Sembra sciocco da dire, ma il primo grande pregio di Capone è la sua estrema compattezza. Condensare in poco più di un’ora e quaranta il tormentato congedo di una vita tanto terribile quanto straordinaria è cosa non da poco nei solitamente straripanti terreni del biopic, scegliendo di relegare i pochi fondamentali accenni alle atrocità passate alle inquietanti e surreali allucinazioni che il nostro gangster in declino è costretto a subire mano a mano che la propria sanità mentale inizia irrimediabilmente a deteriorarsi. Ed è proprio la scelta di uno stile decisamente onirico e, per certi versi, anti realistico che premia ulteriormente il sorprendente lavoro di messa in scena di Josh Trank, uno su cui, sinceramente, visto quel mezzo disastrone del reboot all teen di Fantastic 4, non è che si fosse disposti a puntare poi molto. E invece il Nostro, ritornando a quella geniale freschezza che aveva reso a suo modo interessante l’esordio di Chronicle, riesce a lasciarci piacevolmente sbalorditi, trascinandoci in un universo decisamente lynchiano dove il muro che separa la realtà dalla follia inizia a sgretolarsi in maniera sempre più rapida, accompagnandoci per mano e senza soluzione di continuità fra i tormentanti ricordi di una sparatoria, qualche sessione intensiva di tortura – che arriva persino a sfiorare gli stuzzicanti terreni del gore puro – e una miriade di strambi e inquietanti spettri del Natale passato che, in più di un’occasione, come in un incubo aronofskyano ad occhi aperti, paiono sgusciati fuori dritti dritti da un personale Hoverlook Hotel di sensi di colpa. Si perché, che ci crediate o meno, a un certo punto si giunge persino a citare indirettamente proprio il caro vecchio Shining.

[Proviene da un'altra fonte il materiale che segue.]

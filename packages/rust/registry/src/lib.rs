//! Service registry resolution.
//!
//! A registry answers one question: which external data services exist. Two
//! backings are supported — a local directory of service definition JSON
//! files, and a remote health-check endpoint returning a `{ "services": [...] }`
//! document. Both are read-only from the pipeline's perspective; registry
//! errors are fatal to the run and never retried here.

use std::path::{Path, PathBuf};

use reqwest::Client;
use tracing::{debug, info, instrument, warn};

use stacharvest_shared::{ExternalService, HarvestError, Result, Service};

/// Maximum number of redirects to follow when querying a remote registry.
const MAX_REDIRECTS: usize = 3;

/// Default timeout in seconds for remote registry requests.
const DEFAULT_TIMEOUT_SECS: u64 = 10;

/// User-Agent string for registry requests.
const USER_AGENT: &str = concat!("stacharvest/", env!("CARGO_PKG_VERSION"));

// ---------------------------------------------------------------------------
// Registry variants
// ---------------------------------------------------------------------------

/// Options for remote registry queries.
#[derive(Debug, Clone)]
pub struct RegistryOptions {
    /// Timeout for HTTP requests in seconds.
    pub timeout_secs: u64,
}

impl Default for RegistryOptions {
    fn default() -> Self {
        Self {
            timeout_secs: DEFAULT_TIMEOUT_SECS,
        }
    }
}

/// A source of external service descriptors.
///
/// Closed set of backings; the pipeline composes several registries and
/// queries them in order.
#[derive(Debug, Clone)]
pub enum ServiceRegistry {
    /// A directory of `*.json` service definition files.
    Local { dir: PathBuf },
    /// A health-check endpoint listing registered services.
    Healthcheck { url: String, opts: RegistryOptions },
}

impl ServiceRegistry {
    /// Registry over a local directory of service definition files.
    pub fn local(dir: impl Into<PathBuf>) -> Self {
        Self::Local { dir: dir.into() }
    }

    /// Registry over a remote health-check endpoint.
    pub fn healthcheck(url: impl Into<String>) -> Self {
        Self::Healthcheck {
            url: url.into(),
            opts: RegistryOptions::default(),
        }
    }

    /// Resolve the registry into typed service records.
    ///
    /// Entries whose declared type is not a supported external protocol are
    /// skipped with a warning; an unreachable or malformed backing source is
    /// a [`HarvestError::Registry`].
    #[instrument(skip(self), fields(registry = %self.describe()))]
    pub async fn get_services(&self) -> Result<Vec<ExternalService>> {
        match self {
            Self::Local { dir } => local_services(dir),
            Self::Healthcheck { url, opts } => healthcheck_services(url, opts).await,
        }
    }

    /// Short human-readable description for tracing.
    pub fn describe(&self) -> String {
        match self {
            Self::Local { dir } => format!("local:{}", dir.display()),
            Self::Healthcheck { url, .. } => format!("healthcheck:{url}"),
        }
    }
}

/// Resolve several registries in order into one service list.
pub async fn registered_services(registries: &[ServiceRegistry]) -> Result<Vec<ExternalService>> {
    let mut services = Vec::new();
    for registry in registries {
        let found = registry.get_services().await?;
        info!(
            registry = %registry.describe(),
            count = found.len(),
            "registry resolved"
        );
        services.extend(found);
    }
    Ok(services)
}

// ---------------------------------------------------------------------------
// Local directory backing
// ---------------------------------------------------------------------------

fn local_services(dir: &Path) -> Result<Vec<ExternalService>> {
    if !dir.is_dir() {
        return Err(HarvestError::Registry(format!(
            "local registry `{}` does not exist or is not a directory",
            dir.display()
        )));
    }

    let mut paths: Vec<PathBuf> = std::fs::read_dir(dir)
        .map_err(|e| HarvestError::Registry(format!("cannot read `{}`: {e}", dir.display())))?
        .filter_map(|entry| entry.ok().map(|e| e.path()))
        .filter(|p| p.extension().is_some_and(|ext| ext == "json"))
        .collect();
    // Stable order regardless of directory iteration order.
    paths.sort();

    let mut services = Vec::new();
    for path in paths {
        let content = std::fs::read_to_string(&path)
            .map_err(|e| HarvestError::Registry(format!("cannot read `{}`: {e}", path.display())))?;
        let service: ExternalService = serde_json::from_str(&content).map_err(|e| {
            HarvestError::Registry(format!(
                "malformed service definition `{}`: {e}",
                path.display()
            ))
        })?;
        debug!(path = %path.display(), title = %service.title, "service definition loaded");
        services.push(service);
    }

    Ok(services)
}

// ---------------------------------------------------------------------------
// Health-check backing
// ---------------------------------------------------------------------------

async fn healthcheck_services(url: &str, opts: &RegistryOptions) -> Result<Vec<ExternalService>> {
    let client = build_client(opts)?;

    let response = client
        .get(url)
        .send()
        .await
        .map_err(|e| HarvestError::Registry(format!("{url}: {e}")))?;

    let status = response.status();
    if !status.is_success() {
        return Err(HarvestError::Registry(format!("{url}: HTTP {status}")));
    }

    let body: serde_json::Value = response
        .json()
        .await
        .map_err(|e| HarvestError::Registry(format!("{url}: invalid JSON: {e}")))?;

    let entries = body
        .get("services")
        .and_then(|v| v.as_array())
        .ok_or_else(|| {
            HarvestError::Registry(format!(
                "{url}: response not conform to expected model (missing `services` list)"
            ))
        })?;

    let mut services = Vec::new();
    for entry in entries {
        match serde_json::from_value::<ExternalService>(entry.clone()) {
            Ok(service) => services.push(service),
            // Registries also list catalog-facing services (STAC, WMTS, ...)
            // that no extractor speaks; those are skipped, not failed.
            Err(e) => match serde_json::from_value::<Service>(entry.clone()) {
                Ok(service) => {
                    warn!(
                        title = %service.title,
                        service_type = ?service.service_type,
                        "not a data catalog service, skipping"
                    );
                }
                Err(_) => {
                    let title = entry
                        .get("title")
                        .and_then(|t| t.as_str())
                        .unwrap_or("<untitled>");
                    warn!(title, error = %e, "malformed registry entry, skipping");
                }
            },
        }
    }

    Ok(services)
}

fn build_client(opts: &RegistryOptions) -> Result<Client> {
    Client::builder()
        .user_agent(USER_AGENT)
        .redirect(reqwest::redirect::Policy::limited(MAX_REDIRECTS))
        .timeout(std::time::Duration::from_secs(opts.timeout_secs))
        .build()
        .map_err(|e| HarvestError::Registry(format!("failed to build HTTP client: {e}")))
}

#[cfg(test)]
mod tests {
    use super::*;
    use stacharvest_shared::ExternalServiceType;

    fn fixture_dir() -> PathBuf {
        PathBuf::from("../../../fixtures/services")
    }

    #[tokio::test]
    async fn local_registry_loads_sorted_definitions() {
        let registry = ServiceRegistry::local(fixture_dir());
        let services = registry.get_services().await.expect("load services");

        assert_eq!(services.len(), 3);
        // Sorted by file name: epntap, pdsode, wfs.
        assert_eq!(services[0].service_type, ExternalServiceType::Epntap);
        assert_eq!(services[1].service_type, ExternalServiceType::PdsOde);
        assert_eq!(services[2].service_type, ExternalServiceType::Wfs);
        assert_eq!(services[1].url.as_str(), "https://example.org/ode");
        assert_eq!(
            services[0].extra_param("table"),
            Some("omega_cubes.epn_core")
        );
    }

    #[tokio::test]
    async fn local_registry_missing_dir_fails() {
        let registry = ServiceRegistry::local("/nonexistent/registry/dir");
        let err = registry.get_services().await.unwrap_err();
        assert!(matches!(err, HarvestError::Registry(_)));
    }

    #[tokio::test]
    async fn local_registry_malformed_file_fails() {
        let dir = std::env::temp_dir().join(format!("sh-registry-{}", std::process::id()));
        std::fs::create_dir_all(&dir).unwrap();
        std::fs::write(dir.join("broken.json"), "{not json").unwrap();

        let registry = ServiceRegistry::local(&dir);
        let err = registry.get_services().await.unwrap_err();
        assert!(err.to_string().contains("malformed service definition"));

        let _ = std::fs::remove_dir_all(&dir);
    }

    #[tokio::test]
    async fn healthcheck_registry_parses_and_filters() {
        let server = wiremock::MockServer::start().await;
        let body = std::fs::read_to_string("../../../fixtures/registry/services-response.json")
            .expect("read registry fixture");

        wiremock::Mock::given(wiremock::matchers::method("GET"))
            .and(wiremock::matchers::path("/registry/services"))
            .respond_with(wiremock::ResponseTemplate::new(200).set_body_string(&body))
            .mount(&server)
            .await;

        let registry = ServiceRegistry::healthcheck(format!("{}/registry/services", server.uri()));
        let services = registry.get_services().await.expect("resolve registry");

        // The WMTS entry is not an external data service and is skipped.
        assert_eq!(services.len(), 2);
        assert_eq!(services[0].service_type, ExternalServiceType::PdsOde);
        assert_eq!(services[1].service_type, ExternalServiceType::Epntap);
    }

    #[tokio::test]
    async fn healthcheck_registry_malformed_response_fails() {
        let server = wiremock::MockServer::start().await;

        wiremock::Mock::given(wiremock::matchers::method("GET"))
            .and(wiremock::matchers::path("/registry/services"))
            .respond_with(
                wiremock::ResponseTemplate::new(200).set_body_string(r#"{"items": []}"#),
            )
            .mount(&server)
            .await;

        let registry = ServiceRegistry::healthcheck(format!("{}/registry/services", server.uri()));
        let err = registry.get_services().await.unwrap_err();
        assert!(err.to_string().contains("expected model"));
    }

    #[tokio::test]
    async fn healthcheck_registry_http_error_fails() {
        let server = wiremock::MockServer::start().await;

        wiremock::Mock::given(wiremock::matchers::method("GET"))
            .respond_with(wiremock::ResponseTemplate::new(503))
            .mount(&server)
            .await;

        let registry = ServiceRegistry::healthcheck(server.uri());
        let err = registry.get_services().await.unwrap_err();
        assert!(err.to_string().contains("503"));
    }

    #[tokio::test]
    async fn registries_compose_in_order() {
        let registries = vec![ServiceRegistry::local(fixture_dir())];
        let services = registered_services(&registries).await.expect("resolve");
        assert_eq!(services.len(), 3);
    }
}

È un film decisamente strano Capone. Affascinante, intenso, intrigante ma davvero strano. Sarà forse anche merito di un Tom Hardy impegnato in un ruolo decisamente rischioso, sempre pericolosamente in bilico fra mimetismo, macchietta e, perché no, qualche istrionico guizzo di camp. Non è certo cosa facile portare sulle spalle il peso di un personaggio così grande divenuto col tempo tanto piccolo e fragile, incapace ormai di contenere il proprio sfintere tanto quanto la propria crescente pazzia. Ossessionato, come tutti i despoti, dalla sete di potere e che, persino in pieno collasso delle proprie facoltà mentali, non può far altro che desiderare ardentemente il vecchio maledetto denaro. Lo stesso denaro di cui, però, ora non sembra più ricordare l’ubicazione, foraggiando ulteriormente la leggenda che lo accompagnerà ben oltre l’ultima soglia. E basterebbe la sola tesissima sequenza di apertura a farci capire l’impellente necessità di lasciare per un po’ nel cassetto la nostra solita imperante sete di realismo, dove quello che appare un tremendo agguato si tramuta in un lampo in qualcosa di totalmente inaspettato. Un film strano, dicevamo, sicuramente geniale ma che non mancherà certo di dividere. Anche perché, sempre in nome di un geniale esperimento di decostruzione narrativa, qui ci troviamo in una di quelle rare situazioni in cui la bilancia che soppesa realtà storica e invenzione cinematografica tende marcatamente in favore della seconda. Una gran fortuna, verrebbe da dire.